Skip to content

fix: treat -0.0 and +0.0 as equal in comparisons and IN list#22628

Open
sweb wants to merge 2 commits into
apache:mainfrom
sweb:fix-negative-zero-equals-zero
Open

fix: treat -0.0 and +0.0 as equal in comparisons and IN list#22628
sweb wants to merge 2 commits into
apache:mainfrom
sweb:fix-negative-zero-equals-zero

Conversation

@sweb
Copy link
Copy Markdown
Contributor

@sweb sweb commented May 29, 2026

Which issue does this PR close?

Rationale for this change

Per IEEE 754 default semantics, -0.0 == +0.0 (and -0.0 < +0.0 is false).

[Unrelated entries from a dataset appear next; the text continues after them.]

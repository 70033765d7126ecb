//! Byte-offset spans into the validated source.

use std::ops::Range;

/// A half-open byte range `start..end` in the source text.
#[derive(Debug, Clone, Copy, PartialEq, Eq, Hash, Default)]
pub struct Span {
    start: usize,
    end: usize,
}

impl Span {
    /// Create a new span from a byte range.
    pub fn new(range: Range<usize>) -> Self {
        Self {
            start: range.start,
            end: range.end.max(range.start),
        }
    }

    /// Get the start offset of the span
    pub fn start(&self) -> usize {
        self.start
    }

    /// Get the end offset of the span
    pub fn end(&self) -> usize {
        self.end
    }

    /// Get the length of the span
    pub fn len(&self) -> usize {
        self.end - self.start
    }

    /// Check if the span is empty
    pub fn is_empty(&self) -> bool {
        self.start == self.end
    }
}

impl From<Span> for Range<usize> {
    fn from(span: Span) -> Self {
        span.start..span.end
    }
}

#[cfg(test)]
mod tests {
    use super::*;

    #[test]
    fn test_span_accessors() {
        let span = Span::new(4..9);
        assert_eq!(span.start(), 4);
        assert_eq!(span.end(), 9);
        assert_eq!(span.len(), 5);
        assert!(!span.is_empty());
    }

    #[test]
    fn test_inverted_range_collapses() {
        assert!(Span::new(7..2).is_empty());
    }

    #[test]
    fn test_into_range() {
        assert_eq!(Range::from(Span::new(3..12)), 3..12);
    }
}
//! The closed set of diagram types understood by the validator.

use std::{fmt, str::FromStr};

use serde::Serialize;
use thiserror::Error;

/// The diagram type recognized from a source header.
///
/// [`DiagramKind::Unknown`] is used whenever no header matched; it is never
/// absent from a validation result.
///
/// # Examples
///
/// ```
/// use astrolabe_core::kind::DiagramKind;
///
/// let kind: DiagramKind = "xychart".parse().unwrap();
/// assert_eq!(kind, DiagramKind::XyChart);
/// assert_eq!(kind.to_string(), "xychart");
/// ```
#[derive(Debug, Clone, Copy, PartialEq, Eq, Hash, Default, Serialize)]
#[serde(rename_all = "lowercase")]
pub enum DiagramKind {
    Flowchart,
    Sequence,
    Class,
    State,
    Er,
    Pie,
    Journey,
    Gantt,
    #[serde(rename = "gitgraph")]
    GitGraph,
    Mindmap,
    Timeline,
    #[serde(rename = "xychart")]
    XyChart,
    Block,
    #[default]
    Unknown,
}

impl DiagramKind {
    /// Every kind, in declaration order.
    pub const ALL: [DiagramKind; 14] = [
        DiagramKind::Flowchart,
        DiagramKind::Sequence,
        DiagramKind::Class,
        DiagramKind::State,
        DiagramKind::Er,
        DiagramKind::Pie,
        DiagramKind::Journey,
        DiagramKind::Gantt,
        DiagramKind::GitGraph,
        DiagramKind::Mindmap,
        DiagramKind::Timeline,
        DiagramKind::XyChart,
        DiagramKind::Block,
        DiagramKind::Unknown,
    ];

    /// Returns the stable lowercase tag used in results.
    pub fn as_str(&self) -> &'static str {
        match self {
            DiagramKind::Flowchart => "flowchart",
            DiagramKind::Sequence => "sequence",
            DiagramKind::Class => "class",
            DiagramKind::State => "state",
            DiagramKind::Er => "er",
            DiagramKind::Pie => "pie",
            DiagramKind::Journey => "journey",
            DiagramKind::Gantt => "gantt",
            DiagramKind::GitGraph => "gitgraph",
            DiagramKind::Mindmap => "mindmap",
            DiagramKind::Timeline => "timeline",
            DiagramKind::XyChart => "xychart",
            DiagramKind::Block => "block",
            DiagramKind::Unknown => "unknown",
        }
    }

    /// Returns `true` for [`DiagramKind::Unknown`].
    pub fn is_unknown(&self) -> bool {
        matches!(self, DiagramKind::Unknown)
    }
}

impl fmt::Display for DiagramKind {
    fn fmt(&self, f: &mut fmt::Formatter<'_>) -> fmt::Result {
        f.write_str(self.as_str())
    }
}

/// Error returned when a string is not one of the diagram type tags.
#[derive(Debug, Clone, PartialEq, Eq, Error)]
#[error("unknown diagram type tag `{0}`")]
pub struct ParseDiagramKindError(String);

impl FromStr for DiagramKind {
    type Err = ParseDiagramKindError;

    fn from_str(s: &str) -> Result<Self, Self::Err> {
        DiagramKind::ALL
            .into_iter()
            .find(|kind| kind.as_str() == s)
            .ok_or_else(|| ParseDiagramKindError(s.to_string()))
    }
}

#[cfg(test)]
mod tests {
    use super::*;

    #[test]
    fn test_tags_round_trip_through_from_str() {
        for kind in DiagramKind::ALL {
            assert_eq!(kind.as_str().parse::<DiagramKind>(), Ok(kind));
        }
    }

    #[test]
    fn test_unknown_tag_is_rejected() {
        let err = "flow".parse::<DiagramKind>().unwrap_err();
        assert_eq!(err.to_string(), "unknown diagram type tag `flow`");
    }

    #[test]
    fn test_serialized_tag_matches_as_str() {
        for kind in DiagramKind::ALL {
            let json = serde_json::to_string(&kind).unwrap();
            assert_eq!(json, format!("\"{}\"", kind.as_str()));
        }
    }

    #[test]
    fn test_default_is_unknown() {
        assert!(DiagramKind::default().is_unknown());
    }
}
use std::ffi::OsString;
use std::path::PathBuf;

use clap::{value_parser, Arg, ArgAction, Command};

pub const DEFAULT_SHADER_PATH: &str = "res/shaders/Basic.shader";

#[derive(Debug, Clone, PartialEq)]
pub struct AppConfig {
    pub title: String,
    pub width: u32,
    pub height: u32,
    pub shader_path: PathBuf,
    /// Frames to wait per buffer swap; 0 disables vsync.
    pub swap_interval: u32,
    /// How far the red channel moves each frame.
    pub color_step: f32,
    pub break_on_gl_error: bool,
}

impl Default for AppConfig {
    fn default() -> Self {
        Self {
            title: "Hello World".to_string(),
            width: 640,
            height: 480,
            shader_path: PathBuf::from(DEFAULT_SHADER_PATH),
            swap_interval: 1,
            color_step: 0.05,
            break_on_gl_error: false,
        }
    }
}

fn parse_color_step(value: &str) -> Result<f32, String> {
    let step: f32 = value.parse().map_err(|err| format!("{err}"))?;
    if !step.is_finite() || step <= 0.0 {
        return Err(format!("expected a finite number above zero, got {value}"));
    }
    Ok(step)
}

fn command() -> Command {
    Command::new("glquad")
        .about("Draws a colour-cycling quad with OpenGL")
        .arg(
            Arg::new("shader")
                .long("shader")
                .value_name("PATH")
                .help("Shader file with `#shader vertex` and `#shader fragment` sections")
                .value_parser(value_parser!(PathBuf)),
        )
        .arg(
            Arg::new("title")
                .long("title")
                .help("Window title"),
        )
        .arg(
            Arg::new("width")
                .long("width")
                .help("Window width in logical pixels")
                .value_parser(value_parser!(u32).range(1..)),
        )
        .arg(
            Arg::new("height")
                .long("height")
                .help("Window height in logical pixels")
                .value_parser(value_parser!(u32).range(1..)),
        )
        .arg(
            Arg::new("swap-interval")
                .long("swap-interval")
                .help("Frames to wait per buffer swap (0 disables vsync)")
                .value_parser(value_parser!(u32)),
        )
        .arg(
            Arg::new("color-step")
                .long("color-step")
                .help("Change of the red channel per frame")
                .value_parser(parse_color_step),
        )
        .arg(
            Arg::new("break-on-gl-error")
                .long("break-on-gl-error")
                .help("Panic on the first OpenGL error instead of shutting down")
                .action(ArgAction::SetTrue),
        )
}

impl AppConfig {
    /// Builds a config from command line arguments; the first item is the
    /// program name.
    pub fn from_args<I, T>(args: I) -> Result<Self, clap::Error>
    where
        I: IntoIterator<Item = T>,
        T: Into<OsString> + Clone,
    {
        let matches = command().try_get_matches_from(args)?;
        let mut config = AppConfig::default();

        if let Some(path) = matches.get_one::<PathBuf>("shader") {
            config.shader_path = path.clone();
        }
        if let Some(title) = matches.get_one::<String>("title") {
            config.title = title.clone();
        }
        if let Some(&width) = matches.get_one::<u32>("width") {
            config.width = width;
        }
        if let Some(&height) = matches.get_one::<u32>("height") {
            config.height = height;
        }
        if let Some(&interval) = matches.get_one::<u32>("swap-interval") {
            config.swap_interval = interval;
        }
        if let Some(&step) = matches.get_one::<f32>("color-step") {
            config.color_step = step;
        }
        config.break_on_gl_error = matches.get_flag("break-on-gl-error");

        Ok(config)
    }
}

PostgreSQL, DuckDB, and Python all follow this. DataFusion currently treats -0.0 as strictly less than +0.0 because arrow-rs' comparison kernels intentionally use totalOrder semantics. This produces surprising results in WHERE filters, IN lists, and IS [NOT] DISTINCT FROM, especially when -0.0 is produced by arithmetic on a column (e.g. x * -1 where x = 0.0).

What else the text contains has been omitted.